On page 138 of the second edition of his 1971 book, “Categories for the Working Mathematician”, American mathematician Saunders Mac Lane inadvertently coined one of the most famous memes ever made around programming. It is there, precisely there, and not anywhere else, where the phrase “a monad in X is just a monoid in the category of endofunctors” was published for the first time. As is often the case, the true origin of the meme got lost in collective memory, and it ended up being falsely attributed to Philip Wadler, although, in hindsight and all things considered, it was an understandable oversight.
The source of the confusion is none other than an excerpt of a masterpiece often quoted in the pages of this magazine: James Iry’s 2009 brilliant “A Brief, Incomplete, and Mostly Wrong History of Programming Languages”:
1990 - A committee formed by Simon Peyton-Jones, Paul Hudak, Philip Wadler, Ashton Kutcher, and People for the Ethical Treatment of Animals creates Haskell, a pure, non-strict, functional language. Haskell gets some resistance due to the complexity of using monads to control side effects. Wadler tries to appease critics by explaining that “a monad is a monoid in the category of endofunctors, what’s the problem?”
The jury is still out debating the role that Ashton Kutcher had in the creation of Haskell, but as usual, I digress.
What is important to consider is that, yes, Philip Wadler might as well have coined the “endofunctors” meme; after all, he has singlehandedly done more to popularize and to extend the usage of functional programming languages than anyone else in the history of computing. And he has even coined the term “list comprehension”, which might ring a bell among Python developers, among others.
On the other hand, monads are a relatively recent addition to the arsenal of functional programmers; Italian computer science professor Eugenio Moggi was the first to describe the use of monads in programming in two papers published between 1989 and 1991. Philip Wadler took the idea, bolted it down into Haskell, James Iry wrote his blog post, and the Internet did the rest.
I am kidding; Wadler did more than just take the idea: he helped everyone comprehend how monads could be used to marry the “impure” necessities of actual programming with the “pure” realm of functional programming:
Purity has its regrets, and all programmers in pure functional languages will recall some moment when an impure feature has tempted them. For instance, if a counter is required to generate unique names, then an assignable variable seems just the ticket. In such cases it is always possible to mimic the required impure feature by straightforward though tedious means. For instance, a counter can be simulated by modifying the relevant functions to accept an additional parameter (the counter’s current value) and return an additional result (the counter’s updated value).
A quick search shows that Mr. Wadler had a strong interest in such a marriage early on; case in point, his 1985 paper “How to replace failure by a list of successes: a method for exception handling, backtracking, and pattern matching in lazy functional languages” where he argues that
The method itself is straightforward. Each term that may raise an exception or backtrack is replaced by a term that returns a list of values.

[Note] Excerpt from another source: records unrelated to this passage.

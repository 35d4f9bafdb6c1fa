//! The single-settlement cell behind every pending `Promise`.
//!
//! A `Completion` starts out active and settles at most once. Settlement,
//! cancellation and callback registration all go through one lock, so a
//! reader never observes a partially settled cell and every callback sees
//! the same outcome exactly once.

use std::mem;
use std::panic::{AssertUnwindSafe, catch_unwind};
use std::time::{Duration, Instant};

use parking_lot::{Condvar, Mutex};
use tokio::task::AbortHandle;

use crate::control::Try;
use crate::error::Error;

use super::PromiseState;

/// Type alias for a callback run once the cell settles.
pub(crate) type Callback<T> = Box<dyn FnOnce(&Outcome<T>) + Send>;

/// The terminal state of a promise.
#[derive(Debug, Clone)]
pub(crate) enum Outcome<T> {
    Resolved(T),
    Failed(Error),
    Cancelled,
}

impl<T> Outcome<T> {
    pub(crate) const fn state(&self) -> PromiseState {
        match self {
            Self::Resolved(_) => PromiseState::Resolved,
            Self::Failed(_) => PromiseState::Failed,
            Self::Cancelled => PromiseState::Cancelled,
        }
    }

    /// Cancellation surfaces to accessors as a [`MonadError::Cancelled`](crate::MonadError::Cancelled) failure.
    pub(crate) fn into_try(self) -> Try<T> {
        match self {
            Self::Resolved(value) => Try::Success(value),
            Self::Failed(error) => Try::Failure(error),
            Self::Cancelled => Try::Failure(Error::cancelled()),
        }
    }
}

impl<T> From<Try<T>> for Outcome<T> {
    fn from(attempt: Try<T>) -> Self {
        match attempt {
            Try::Success(value) => Self::Resolved(value),
            Try::Failure(error) => Self::Failed(error),
        }
    }
}

struct Slot<T> {
    outcome: Option<Outcome<T>>,
    callbacks: Vec<Callback<T>>,
    abort: Option<AbortHandle>,
}

pub(crate) struct Completion<T> {
    slot: Mutex<Slot<T>>,
    settled: Condvar,
}

impl<T: Clone> Completion<T> {
    pub(crate) fn new() -> Self {
        Self {
            slot: Mutex::new(Slot {
                outcome: None,
                callbacks: Vec::new(),
                abort: None,
            }),
            settled: Condvar::new(),
        }
    }

    pub(crate) fn state(&self) -> PromiseState {
        self.slot
            .lock()
            .outcome
            .as_ref()
            .map_or(PromiseState::Active, Outcome::state)
    }

    /// Remembers how to abort the backing task; ignored once settled.
    pub(crate) fn attach(&self, abort: AbortHandle) {
        let mut slot = self.slot.lock();
        if slot.outcome.is_none() {
            slot.abort = Some(abort);
        }
    }

    /// Settles the cell. Returns `false` if it had already settled.
    pub(crate) fn settle(&self, outcome: Outcome<T>) -> bool {
        let Some((callbacks, _)) = self.transition(&outcome) else {
            return false;
        };
        tracing::trace!(state = ?outcome.state(), "promise settled");
        notify(callbacks, &outcome);
        true
    }

    /// Cancels the cell and its backing task if still active.
    pub(crate) fn cancel(&self) -> bool {
        let outcome = Outcome::Cancelled;
        let Some((callbacks, abort)) = self.transition(&outcome) else {
            tracing::debug!("cancellation rejected: promise already settled");
            return false;
        };
        if let Some(abort) = abort {
            abort.abort();
        }
        tracing::debug!("promise cancelled");
        notify(callbacks, &outcome);
        true
    }

    fn transition(&self, outcome: &Outcome<T>) -> Option<(Vec<Callback<T>>, Option<AbortHandle>)> {
        let mut slot = self.slot.lock();
        if slot.outcome.is_some() {
            return None;
        }
        slot.outcome = Some(outcome.clone());
        self.settled.notify_all();
        Some((mem::take(&mut slot.callbacks), slot.abort.take()))
    }

    /// Runs `callback` once settled; immediately if that already happened.
    pub(crate) fn subscribe(&self, callback: Callback<T>) {
        let mut slot = self.slot.lock();
        let settled = slot.outcome.clone();
        match settled {
            Some(outcome) => {
                drop(slot);
                notify(vec![callback], &outcome);
            }
            None => slot.callbacks.push(callback),
        }
    }

    /// Blocks until settled or until `timeout` elapses.
    ///
    /// Returns `None` only when the wait bound elapsed first.
    pub(crate) fn wait(&self, timeout: Option<Duration>) -> Option<Outcome<T>> {
        let mut slot = self.slot.lock();
        let deadline = timeout.and_then(|limit| Instant::now().checked_add(limit));
        while slot.outcome.is_none() {
            match deadline {
                Some(deadline) => {
                    if self.settled.wait_until(&mut slot, deadline).timed_out() {
                        break;
                    }
                }
                None => self.settled.wait(&mut slot),
            }
        }
        slot.outcome.clone()
    }
}

// A panicking callback must not starve the ones registered after it.
pub(crate) fn notify<T>(callbacks: Vec<Callback<T>>, outcome: &Outcome<T>) {
    for callback in callbacks {
        if let Err(payload) = catch_unwind(AssertUnwindSafe(|| callback(outcome))) {
            let error = Error::from_panic(payload);
            tracing::warn!(%error, "promise callback panicked");
        }
    }
}
//! Monad type class - sequencing computations within a wrapper.
//!
//! `flat_map` is the primitive every wrapper in this crate implements. The
//! rest of the vocabulary is derived from it:
//!
//! - `fmap(f)` behaves like `flat_map(|t| pure(f(t)))`
//! - `then(consumer)` runs a side effect and yields a wrapper of `()`
//! - `and(other, joiner)` evaluates `self`, then `other`, and joins both
//!   values only if both are present
//!
//! When the source is absent, failed or settles unsuccessfully, the function
//! passed to `flat_map` is never invoked and the failure propagates as is.
//!
//! # Laws
//!
//! ## Left Identity Law
//!
//! ```text
//! Self::pure(a).flat_map(f) == f(a)
//! ```
//!
//! ## Right Identity Law
//!
//! ```text
//! m.flat_map(Self::pure) == m
//! ```
//!
//! ## Associativity Law
//!
//! ```text
//! m.flat_map(f).flat_map(g) == m.flat_map(|x| f(x).flat_map(g))
//! ```
//!
//! # Examples
//!
//! ```rust
//! use monadic::control::Maybe;
//! use monadic::typeclass::Monad;
//!
//! fn half(n: i32) -> Maybe<i32> {
//!     if n % 2 == 0 { Maybe::some(n / 2) } else { Maybe::none() }
//! }
//!
//! assert_eq!(Maybe::some(8).flat_map(half).flat_map(half), Maybe::some(2));
//! assert_eq!(Maybe::some(6).flat_map(half).flat_map(half), Maybe::none());
//! ```

use std::sync::Arc;

use super::functor::Functor;

/// A type class for wrappers that support dependent sequencing.
///
/// # Examples
///
/// ```rust
/// use monadic::control::Try;
/// use monadic::typeclass::Monad;
///
/// let sum = Try::success(2).and(Try::success(3), |left, right| left + right);
/// assert_eq!(sum.ok(), Some(5));
/// ```
pub trait Monad: Functor {
    /// Lifts a plain value into the wrapper.
    fn pure(value: Self::Inner) -> Self;

    /// Applies a function returning a wrapper and flattens the result.
    ///
    /// ```rust
    /// use monadic::control::Maybe;
    /// use monadic::typeclass::Monad;
    ///
    /// let positive = Maybe::some(5).flat_map(|n| if n > 0 { Maybe::some(n) } else { Maybe::none() });
    /// assert_eq!(positive, Maybe::some(5));
    /// ```
    fn flat_map<B, F>(self, function: F) -> Self::WithType<B>
    where
        F: Fn(Self::Inner) -> Self::WithType<B> + Send + Sync + 'static,
        B: Clone + Send + Sync + 'static;

    /// Runs a side effect on the wrapped value and yields a wrapper of `()`.
    #[inline]
    fn then<F>(self, consumer: F) -> Self::WithType<()>
    where
        Self: Sized,
        F: Fn(Self::Inner) + Send + Sync + 'static,
    {
        self.fmap(consumer)
    }

    /// Combines two wrappers of the same family with a binary function.
    ///
    /// The left operand is evaluated first; `joiner` runs only when both
    /// operands produce a value.
    fn and<U, C, F>(self, other: Self::WithType<U>, joiner: F) -> Self::WithType<C>
    where
        Self: Sized,
        Self::Inner: Clone + Send + Sync + 'static,
        Self::WithType<U>:
            Functor<Inner = U, WithType<C> = Self::WithType<C>> + Clone + Send + Sync + 'static,
        U: 'static,
        C: Clone + Send + Sync + 'static,
        F: Fn(Self::Inner, U) -> C + Send + Sync + 'static,
    {
        let joiner = Arc::new(joiner);
        self.flat_map(move |left: Self::Inner| {
            let joiner = Arc::clone(&joiner);
            other
                .clone()
                .fmap(move |right| joiner(left.clone(), right))
        })
    }
}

Mr. Wadler went above and beyond, explaining that monads were “the essence of functional programming” (1992) and then using them to perform input/output in a pure functional way in the widely acclaimed 1993 paper “Imperative functional programming” (winner of the 2003 ACM SIGPLAN Most Influential POPL Paper Award):
We need a way to reconcile being with doing: an expression in a functional language denotes a value, while an I/O command should perform an action. We integrate these worlds by providing a type
IO adenoting actions that, when performed, may do some I/O and then return a value of typea.

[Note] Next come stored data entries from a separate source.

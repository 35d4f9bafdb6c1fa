//! The worker runtime on which `Promise` work runs.
//!
//! Promise producers are submitted to a single global multi-thread tokio
//! runtime. It is built lazily on first use and never dropped.
//!
//! # Configuration
//!
//! The runtime is built from, in order of precedence:
//!
//! 1. a [`RuntimeConfig`] installed with [`configure`] before first use,
//! 2. the `MONADIC_WORKER_THREADS`, `MONADIC_MAX_BLOCKING_THREADS` and
//!    `MONADIC_THREAD_NAME` environment variables ([`RuntimeConfig::from_env`]),
//! 3. [`RuntimeConfig::default`].
//!
//! # Examples
//!
//! ```rust
//! use monadic::effect::runtime::{self, RuntimeConfig};
//!
//! let config = RuntimeConfig::default().with_worker_threads(2);
//! // Fails once the runtime has already been built by an earlier promise.
//! let _ = runtime::configure(config);
//!
//! let answer = runtime::global().block_on(async { 42 });
//! assert_eq!(answer, 42);
//! ```

use std::future::Future;
use std::sync::OnceLock;

use tokio::runtime::{Builder, Runtime};
use tokio::task::JoinHandle;

/// Environment variable overriding the number of worker threads.
pub const WORKER_THREADS_VARIABLE: &str = "MONADIC_WORKER_THREADS";
/// Environment variable overriding the blocking thread pool limit.
pub const MAX_BLOCKING_THREADS_VARIABLE: &str = "MONADIC_MAX_BLOCKING_THREADS";
/// Environment variable overriding the worker thread name.
pub const THREAD_NAME_VARIABLE: &str = "MONADIC_THREAD_NAME";

const DEFAULT_MAX_BLOCKING_THREADS: usize = 512;
const DEFAULT_THREAD_NAME: &str = "monadic-worker";

// =============================================================================
// Configuration
// =============================================================================

/// Errors raised while configuring the worker runtime.
#[derive(Debug, Clone, PartialEq, Eq, thiserror::Error)]
pub enum ConfigError {
    /// The global runtime was already built; configuration can no longer change.
    #[error("the worker runtime is already running")]
    AlreadyInitialized,

    /// A configuration was already installed.
    #[error("the worker runtime was already configured")]
    AlreadyConfigured,

    /// A thread count was zero.
    #[error("{setting} must be greater than 0")]
    ZeroThreads {
        /// The offending setting.
        setting: &'static str,
    },

    /// An environment variable could not be parsed.
    #[error("{variable} has invalid value {value:?}")]
    InvalidValue {
        /// The environment variable name.
        variable: &'static str,
        /// The raw value found.
        value: String,
    },
}

/// Settings for the worker runtime.
#[derive(Debug, Clone, PartialEq, Eq)]
pub struct RuntimeConfig {
    /// Threads driving asynchronous promise work.
    pub worker_threads: usize,
    /// Upper bound on threads running blocking producers.
    pub max_blocking_threads: usize,
    /// Name given to every runtime thread.
    pub thread_name: String,
}

impl Default for RuntimeConfig {
    fn default() -> Self {
        Self {
            worker_threads: num_cpus::get(),
            max_blocking_threads: DEFAULT_MAX_BLOCKING_THREADS,
            thread_name: DEFAULT_THREAD_NAME.to_string(),
        }
    }
}

impl RuntimeConfig {
    /// Sets the number of worker threads.
    #[must_use]
    pub const fn with_worker_threads(mut self, worker_threads: usize) -> Self {
        self.worker_threads = worker_threads;
        self
    }

    /// Sets the blocking thread pool limit.
    #[must_use]
    pub const fn with_max_blocking_threads(mut self, max_blocking_threads: usize) -> Self {
        self.max_blocking_threads = max_blocking_threads;
        self
    }

    /// Sets the thread name.
    #[must_use]
    pub fn with_thread_name(mut self, thread_name: impl Into<String>) -> Self {
        self.thread_name = thread_name.into();
        self
    }

    /// Reads overrides from the process environment.
    ///
    /// # Errors
    ///
    /// Returns [`ConfigError`] when a variable is set to an unparsable or zero value.
    pub fn from_env() -> Result<Self, ConfigError> {
        Self::from_lookup(|variable| std::env::var(variable).ok())
    }

    /// Reads overrides through `lookup`, which maps a variable name to its value.
    ///
    /// # Errors
    ///
    /// Returns [`ConfigError`] when a value is unparsable or zero.
    ///
    /// ```rust
    /// use monadic::effect::runtime::RuntimeConfig;
    ///
    /// let config = RuntimeConfig::from_lookup(|variable| {
    ///     (variable == "MONADIC_WORKER_THREADS").then(|| "3".to_string())
    /// })
    /// .unwrap();
    /// assert_eq!(config.worker_threads, 3);
    /// ```
    pub fn from_lookup<L>(lookup: L) -> Result<Self, ConfigError>
    where
        L: Fn(&str) -> Option<String>,
    {
        let mut config = Self::default();
        if let Some(value) = lookup(WORKER_THREADS_VARIABLE) {
            config.worker_threads = parse_count(WORKER_THREADS_VARIABLE, &value)?;
        }
        if let Some(value) = lookup(MAX_BLOCKING_THREADS_VARIABLE) {
            config.max_blocking_threads = parse_count(MAX_BLOCKING_THREADS_VARIABLE, &value)?;
        }
        if let Some(value) = lookup(THREAD_NAME_VARIABLE) {
            config.thread_name = value;
        }
        config.validate()?;
        Ok(config)
    }

    /// Checks that every thread count is positive.
    ///
    /// # Errors
    ///
    /// Returns [`ConfigError::ZeroThreads`] naming the first zero setting.
    pub fn validate(&self) -> Result<(), ConfigError> {
        if self.worker_threads == 0 {
            return Err(ConfigError::ZeroThreads {
                setting: "worker_threads",
            });
        }
        if self.max_blocking_threads == 0 {
            return Err(ConfigError::ZeroThreads {
                setting: "max_blocking_threads",
            });
        }
        Ok(())
    }

    fn build(&self) -> Runtime {
        tracing::debug!(
            worker_threads = self.worker_threads,
            max_blocking_threads = self.max_blocking_threads,
            thread_name = %self.thread_name,
            "building worker runtime"
        );
        Builder::new_multi_thread()
            .worker_threads(self.worker_threads)
            .max_blocking_threads(self.max_blocking_threads)
            .thread_name(self.thread_name.clone())
            .enable_all()
            .build()
            .expect("Failed to create global worker runtime")
    }
}

fn parse_count(variable: &'static str, value: &str) -> Result<usize, ConfigError> {
    value
        .trim()
        .parse::<usize>()
        .map_err(|_| ConfigError::InvalidValue {
            variable,
            value: value.to_string(),
        })
}

// =============================================================================
// Global Runtime
// =============================================================================

static CONFIG: OnceLock<RuntimeConfig> = OnceLock::new();
static GLOBAL_RUNTIME: OnceLock<Runtime> = OnceLock::new();

/// Installs the configuration used when the global runtime is first built.
///
/// # Errors
///
/// - [`ConfigError::ZeroThreads`] if `config` is invalid
/// - [`ConfigError::AlreadyInitialized`] if the runtime is already running
/// - [`ConfigError::AlreadyConfigured`] if a configuration was installed before
pub fn configure(config: RuntimeConfig) -> Result<(), ConfigError> {
    config.validate()?;
    if GLOBAL_RUNTIME.get().is_some() {
        return Err(ConfigError::AlreadyInitialized);
    }
    CONFIG
        .set(config)
        .map_err(|_| ConfigError::AlreadyConfigured)
}

/// Returns the global worker runtime, building it on first call.
///
/// # Panics
///
/// Panics if tokio cannot build the runtime (for example when the OS
/// refuses to spawn threads).
#[must_use]
pub fn global() -> &'static Runtime {
    GLOBAL_RUNTIME.get_or_init(|| {
        let config = CONFIG.get().cloned().unwrap_or_else(|| {
            RuntimeConfig::from_env().unwrap_or_else(|error| {
                tracing::warn!(%error, "ignoring invalid runtime environment; using defaults");
                RuntimeConfig::default()
            })
        });
        config.build()
    })
}

/// Runs a blocking producer on the runtime's blocking pool.
pub(crate) fn spawn_blocking<F, R>(function: F) -> JoinHandle<R>
where
    F: FnOnce() -> R + Send + 'static,
    R: Send + 'static,
{
    global().spawn_blocking(function)
}

/// Runs a future on the runtime's workers.
pub(crate) fn spawn<F>(future: F) -> JoinHandle<F::Output>
where
    F: Future + Send + 'static,
    F::Output: Send + 'static,
{
    global().spawn(future)
}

Speaking about “monads” and “functions” and whatnot, the astute reader will remark that mostly everything that has to do with functional programming is related, eventually, to some obscure mathematical theory most self-taught software developers (like the one writing these words) have never heard about, created by a long list of mathematicians including Peano, Cantor, Russell, and Gödel.
And let us not forget the list of functional programming languages whose names derive from mathematicians: Haskell, Curry, Church, Gödel, Russell, Frege, Rocq (originally named “Coq” after French mathematician Thierry Coquand), Kleenex (named after American mathematician Stephen Cole Kleene), and Erlang. Honorific mentions of the non-functional languages Euler, Pascal, Napier88, occam, Z notation (whose name derives from Ernst Zermelo), and Ada are definitely worth mentioning.

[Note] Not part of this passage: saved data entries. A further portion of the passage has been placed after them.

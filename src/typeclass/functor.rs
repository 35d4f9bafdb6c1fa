//! Functor type class - mapping over wrapped values.
//!
//! A `Functor` transforms the value inside a wrapper without changing the
//! wrapper's shape: an absent `Maybe` stays absent, a failed `Try` stays
//! failed, a pending `Promise` stays pending until its source settles.
//!
//! # Laws
//!
//! ## Identity Law
//!
//! ```text
//! fa.fmap(|x| x) == fa
//! ```
//!
//! ## Composition Law
//!
//! ```text
//! fa.fmap(f).fmap(g) == fa.fmap(|x| g(f(x)))
//! ```
//!
//! # Examples
//!
//! ```rust
//! use monadic::control::Maybe;
//! use monadic::typeclass::Functor;
//!
//! let length = Maybe::some("hello".to_string()).fmap(|text| text.len());
//! assert_eq!(length, Maybe::some(5));
//!
//! let absent: Maybe<String> = Maybe::none();
//! assert_eq!(absent.fmap(|text| text.len()), Maybe::none());
//! ```

use super::higher::TypeConstructor;

/// A type class for wrappers whose contents can be transformed.
///
/// The mapping function is `Fn` rather than `FnOnce`: a `Call` re-runs its
/// whole chain, mapping included, every time it is evaluated. It must also be
/// `Send + Sync + 'static` because a `Promise` applies it on a worker thread
/// once its source settles.
///
/// Concrete types expose inherent `map` methods with looser bounds; this
/// trait is the common vocabulary for generic code.
pub trait Functor: TypeConstructor {
    /// Applies a function to the wrapped value.
    ///
    /// # Examples
    ///
    /// ```rust
    /// use monadic::control::Try;
    /// use monadic::typeclass::Functor;
    ///
    /// let doubled = Try::success(21).fmap(|n| n * 2);
    /// assert_eq!(doubled.ok(), Some(42));
    /// ```
    fn fmap<B, F>(self, function: F) -> Self::WithType<B>
    where
        F: Fn(Self::Inner) -> B + Send + Sync + 'static,
        B: Clone + Send + Sync + 'static;

    /// Replaces the wrapped value with a constant.
    #[inline]
    fn replace<B>(self, value: B) -> Self::WithType<B>
    where
        Self: Sized,
        B: Clone + Send + Sync + 'static,
    {
        self.fmap(move |_| value.clone())
    }

    /// Discards the wrapped value, keeping only the shape.
    ///
    /// ```rust
    /// use monadic::control::Maybe;
    /// use monadic::typeclass::Functor;
    ///
    /// assert_eq!(Maybe::some(5).void(), Maybe::some(()));
    /// assert_eq!(Maybe::<i32>::none().void(), Maybe::none());
    /// ```
    #[inline]
    fn void(self) -> Self::WithType<()>
    where
        Self: Sized,
    {
        self.replace(())
    }
}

Wait, what is Russell’s name doing in the previous lists? Well, according to a 2003 paper by Kevin Klement, from the University of Massachusetts, unpublished papers from Russell suggest that he did much more than just suggest the notation that Alonzo Church used for lambda calculus. But we leave this bit to the reader to explore.
A certain D. A. Turner, from the University of Kent & Middlesex University, wrote in “Some History of Functional Programming Languages” (2013) that the lineage of functional programming starts in the 1930s with Church & Rosser’s Lambda Calculus (a very mathematical theory of computation), then flows through McCarthy’s LISP, Algol 60 (believe it or not), and Gordon & Milner’s ML, culminating in the creation of Haskell from 1987 onwards:
In what follows I have, firstly, focussed on the developments leading to lazy, higher order, polymorphically typed, purely functional programming languages of which Haskell is the best known current example.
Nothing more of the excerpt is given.